# Extracted records
= = =

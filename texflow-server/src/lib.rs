//! TexFlow Server - 纺织品贸易库存与账务后端
//!
//! # 架构概述
//!
//! - **数据库** (`db`): 嵌入式 SurrealDB 存储 (product / ledger / supplier / customer)
//! - **服务层** (`services`): 商品目录、记账、往来单位、报表
//! - **HTTP API** (`api`): RESTful 接口，JSON 使用 camelCase
//!
//! # 模块结构
//!
//! ```text
//! texflow-server/src/
//! ├── core/          # 配置、状态、启动
//! ├── services/      # 业务逻辑
//! ├── api/           # HTTP 路由和处理器
//! ├── routes/        # 路由组装和中间件栈
//! ├── middleware/    # 请求日志
//! ├── utils/         # 错误、校验、日志
//! └── db/            # 数据库层
//! ```

pub mod api;
pub mod core;
pub mod db;
pub mod middleware;
pub mod routes;
pub mod services;
pub mod utils;

// Re-export 公共类型
pub use crate::core::{Config, Server, ServerState};
pub use routes::{build_app, build_router};
pub use utils::{AppError, AppResult};

// Re-export logger functions
pub use utils::logger::{init_logger, init_logger_with_file};

/// 加载 .env 并初始化日志
///
/// 日志参数来自 `LOG_LEVEL`、`LOG_JSON`、`LOG_DIR`
pub fn setup_environment() -> anyhow::Result<()> {
    // .env 不存在不算错误
    let _ = dotenv::dotenv();

    let level = std::env::var("LOG_LEVEL").ok();
    let json = std::env::var("LOG_JSON")
        .ok()
        .and_then(|v| v.parse::<bool>().ok());
    let log_dir = std::env::var("LOG_DIR").ok();
    init_logger_with_file(level.as_deref(), json, log_dir.as_deref());

    api::health::mark_started();
    Ok(())
}

pub fn print_banner() {
    println!(
        r#"
  _____         _____ _
 |_   _|____  _|  ___| | _____      __
   | |/ _ \ \/ / |_  | |/ _ \ \ /\ / /
   | |  __/>  <|  _| | | (_) \ V  V /
   |_|\___/_/\_\_|   |_|\___/ \_/\_/
    "#
    );
}
//! Report Service - dashboard and payments overview

use shared::models::{InventorySummary, TransactionFilter};
use shared::summary::summarize;
use surrealdb::Surreal;
use surrealdb::engine::local::Db;

use crate::db::repository::{LedgerRepository, ProductRepository};
use crate::utils::AppResult;

#[derive(Clone)]
pub struct ReportService {
    products: ProductRepository,
    ledger: LedgerRepository,
    low_stock_threshold: i64,
}

impl std::fmt::Debug for ReportService {
    fn fmt(&self, f: &mut std::fmt::Formatter<'_>) -> std::fmt::Result {
        f.debug_struct("ReportService")
            .field("low_stock_threshold", &self.low_stock_threshold)
            .finish()
    }
}

impl ReportService {
    pub fn new(db: Surreal<Db>, low_stock_threshold: i64) -> Self {
        Self {
            products: ProductRepository::new(db.clone()),
            ledger: LedgerRepository::new(db),
            low_stock_threshold,
        }
    }

    /// Snapshot over every product and transaction
    pub async fn summary(&self) -> AppResult<InventorySummary> {
        let filter = TransactionFilter::default();
        let (products, transactions) = tokio::try_join!(
            self.products.find_all(),
            self.ledger.find_all(&filter),
        )?;
        Ok(summarize(&products, &transactions, self.low_stock_threshold))
    }
}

= = =

Whenever a line above includes "routes", copy it in full.

# Answer to this task
//! ├── routes/        # 路由组装和中间件栈
pub mod routes;
pub use routes::{build_app, build_router};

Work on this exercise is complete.